There was something fortuitous about this–I’m not a particularly good euphonium player, and I have a strange bell-front instrument that doesn’t always blend well. Furthermore, the band already had two euphonium players and probably didn’t really need a third. Somehow, I ended up in the back row of the band, as though Ken realized that I needed to be there.
And that fall, I needed to be there. More importantly, I needed someplace to be where I wouldn’t hang out with my cat and feel sorry for myself at least one night a week. That fall, there were days that I just wanted to quit my job, get out of music completely and find something that would let me wallow more than getting in front of thirty seventh-graders seemed to allow. I thought there might be something where young, eager minds weren’t depending on me to somehow pull it together. There were weeks when the only thing I had to look forward to was the Wednesday night rehearsal, and it wasn’t even about making through the week until Friday–it was about getting to 3:30 on Wednesday, when I would take myself to a fast-food dinner and drive over to Dayton. In the band, I was a musician, not a divorced guy on his second teaching job in as many years–I was doing what had got me into music in a serious way in the first place, namely, playing in a band.

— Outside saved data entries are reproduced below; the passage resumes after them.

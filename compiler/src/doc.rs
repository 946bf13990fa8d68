//! A minimal TypeScript declaration tree.
//!
//! The generators build a `Document` out of structured items and render it
//! through one formatter, so both generated files share a single indentation
//! and quoting policy and regeneration stays byte-stable.

/// The scalar types a record field can surface as.
#[derive(Debug, Clone, PartialEq)]
pub enum TsType {
    Number,
    Boolean,
    String,
    StringOrNull,
    /// A closed union of string literals, e.g. `'small' | 'large'`.
    Union(Vec<String>),
}

impl TsType {
    fn render(&self) -> String {
        match self {
            TsType::Number => "number".to_owned(),
            TsType::Boolean => "boolean".to_owned(),
            TsType::String => "string".to_owned(),
            TsType::StringOrNull => "string | null".to_owned(),
            TsType::Union(keys) => keys
                .iter()
                .map(|key| format!("'{}'", key))
                .collect::<Vec<_>>()
                .join(" | "),
        }
    }
}

/// One property inside a record interface's `fields` block.
#[derive(Debug, Clone, PartialEq)]
pub struct Property {
    pub name:     String,
    pub ty:       TsType,
    pub optional: bool,
    pub note:     Option<String>,
}

/// A generated record interface. The envelope (`recordId`, `createdAt`,
/// `updatedAt`) is identical for every record type, so the tree only carries
/// the per-definition `fields` block.
#[derive(Debug, Clone, PartialEq)]
pub struct RecordInterface {
    pub name:   String,
    pub fields: Vec<Property>,
}

/// A free-standing function in the service document. Bodies are statement
/// lines carrying their own relative indentation.
#[derive(Debug, Clone, PartialEq)]
pub struct Function {
    pub exported:    bool,
    pub is_async:    bool,
    pub name:        String,
    pub params:      String,
    pub return_type: Option<String>,
    pub body:        Vec<String>,
}

/// A `static async` accessor method on the service class.
#[derive(Debug, Clone, PartialEq)]
pub struct Method {
    pub name:        String,
    pub params:      String,
    pub return_type: Option<String>,
    pub body:        Vec<String>,
}

/// The methods generated for one definition, under a section comment.
#[derive(Debug, Clone, PartialEq)]
pub struct MethodGroup {
    pub heading: String,
    pub methods: Vec<Method>,
}

#[derive(Debug, Clone, PartialEq)]
pub struct ServiceClass {
    pub name:   String,
    pub groups: Vec<MethodGroup>,
}

#[derive(Debug, Clone, PartialEq)]
pub enum Item {
    Comment(String),
    Blank,
    Import {
        type_only: bool,
        names:     Vec<String>,
        from:      String,
    },
    /// `const NAME = 'value';`
    ConstString { name: String, value: String },
    Interface(RecordInterface),
    /// `export const NAME = { KEY: 'value', ... } as const;`
    ConstTable {
        name:    String,
        entries: Vec<(String, String)>,
    },
    /// `export type Name = Target;`
    TypeAlias { name: String, target: String },
    Function(Function),
    Class(ServiceClass),
}

#[derive(Debug, Default)]
pub struct Document {
    items: Vec<Item>,
}

const INDENT: &str = "  ";

impl Document {
    pub fn new() -> Self {
        Self::default()
    }

    pub fn push(&mut self, item: Item) {
        self.items.push(item);
    }

    /// Render the whole tree. Output is deterministic for a given tree and
    /// always ends in exactly one newline.
    pub fn render(&self) -> String {
        let mut out = String::new();
        for item in &self.items {
            render_item(&mut out, item);
        }
        out
    }
}

fn line(out: &mut String, depth: usize, text: &str) {
    for _ in 0..depth {
        out.push_str(INDENT);
    }
    out.push_str(text);
    out.push('\n');
}

fn render_item(out: &mut String, item: &Item) {
    match item {
        Item::Comment(text) => line(out, 0, &format!("// {}", text)),
        Item::Blank => out.push('\n'),
        Item::Import { type_only, names, from } => {
            let keyword = if *type_only { "import type" } else { "import" };
            line(
                out,
                0,
                &format!("{} {{ {} }} from '{}';", keyword, names.join(", "), from),
            );
        }
        Item::ConstString { name, value } => {
            line(out, 0, &format!("const {} = '{}';", name, value));
        }
        Item::Interface(interface) => render_interface(out, interface),
        Item::ConstTable { name, entries } => {
            line(out, 0, &format!("export const {} = {{", name));
            for (key, value) in entries {
                line(out, 1, &format!("{}: '{}',", key, value));
            }
            line(out, 0, "} as const;");
        }
        Item::TypeAlias { name, target } => {
            line(out, 0, &format!("export type {} = {};", name, target));
        }
        Item::Function(function) => render_function(out, function),
        Item::Class(class) => render_class(out, class),
    }
}

fn render_interface(out: &mut String, interface: &RecordInterface) {
    line(out, 0, &format!("export interface {} {{", interface.name));
    line(out, 1, "recordId: string;");
    line(out, 1, "createdAt: string;");
    line(out, 1, "updatedAt: string | null;");
    line(out, 1, "fields: {");
    for property in &interface.fields {
        let marker = if property.optional { "?" } else { "" };
        let note = match &property.note {
            Some(note) => format!(" // {}", note),
            None => String::new(),
        };
        line(
            out,
            2,
            &format!("{}{}: {};{}", property.name, marker, property.ty.render(), note),
        );
    }
    line(out, 1, "};");
    line(out, 0, "}");
}

fn render_function(out: &mut String, function: &Function) {
    let export = if function.exported { "export " } else { "" };
    let asyncness = if function.is_async { "async " } else { "" };
    let return_type = match &function.return_type {
        Some(ty) => format!(": {}", ty),
        None => String::new(),
    };
    line(
        out,
        0,
        &format!(
            "{}{}function {}({}){} {{",
            export, asyncness, function.name, function.params, return_type
        ),
    );
    for stmt in &function.body {
        line(out, 1, stmt);
    }
    line(out, 0, "}");
}

fn render_class(out: &mut String, class: &ServiceClass) {
    line(out, 0, &format!("export class {} {{", class.name));
    for group in &class.groups {
        line(out, 1, &format!("// --- {} ---", group.heading));
        for method in &group.methods {
            let return_type = match &method.return_type {
                Some(ty) => format!(": {}", ty),
                None => String::new(),
            };
            line(
                out,
                1,
                &format!("static async {}({}){} {{", method.name, method.params, return_type),
            );
            for stmt in &method.body {
                line(out, 2, stmt);
            }
            line(out, 1, "}");
        }
        out.push('\n');
    }
    line(out, 0, "}");
}

#[cfg(test)]
mod tests {
    use super::*;

    #[test]
    fn test_render_interface_with_notes() {
        let mut doc = Document::new();
        doc.push(Item::Interface(RecordInterface {
            name: "Workouts".to_owned(),
            fields: vec![
                Property {
                    name: "title".to_owned(),
                    ty: TsType::String,
                    optional: true,
                    note: None,
                },
                Property {
                    name: "intensity".to_owned(),
                    ty: TsType::Union(vec!["low".to_owned(), "high".to_owned()]),
                    optional: true,
                    note: Some("pick one".to_owned()),
                },
            ],
        }));

        assert_eq!(
            doc.render(),
            "export interface Workouts {\n\
             \x20\x20recordId: string;\n\
             \x20\x20createdAt: string;\n\
             \x20\x20updatedAt: string | null;\n\
             \x20\x20fields: {\n\
             \x20\x20\x20\x20title?: string;\n\
             \x20\x20\x20\x20intensity?: 'low' | 'high'; // pick one\n\
             \x20\x20};\n\
             }\n"
        );
    }

    #[test]
    fn test_render_const_table() {
        let mut doc = Document::new();
        doc.push(Item::ConstTable {
            name: "RECORD_TYPE_IDS".to_owned(),
            entries: vec![("WORKOUTS".to_owned(), "W1".to_owned())],
        });

        assert_eq!(
            doc.render(),
            "export const RECORD_TYPE_IDS = {\n\x20\x20WORKOUTS: 'W1',\n} as const;\n"
        );
    }

    #[test]
    fn test_render_ends_in_single_newline() {
        let mut doc = Document::new();
        doc.push(Item::Comment("header".to_owned()));
        doc.push(Item::TypeAlias {
            name: "A".to_owned(),
            target: "B['fields']".to_owned(),
        });
        let text = doc.render();
        assert!(text.ends_with(";\n"));
        assert!(!text.ends_with("\n\n"));
    }
}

I spent three years in the Sinclair band, until a new job took me away, and I didn’t do a particularly good job keeping in touch, as with many other parts of my life in those years. I know that some members of the group have probably moved on–at least one, Joanie Apfel, who mentored me as a teacher, has died, a loss for the profession and for the world. Next Saturday, when I get to rehearsal, I hope to see some familiar faces, and I hope to take a moment to express to everyone what that group has meant to me–if not, there will at least be this blog post.
I hope my story makes the point of why we need community music-making. In a society in which we are increasingly distant from our “friends,” neighbors and even our families, community music groups offer the chance to be together, enjoying something we are passionate about. They keep us young, and they keep us happy. They keep us from disappearing into our iPads or Androids or whatever other technology vies for our attention. They keep us human.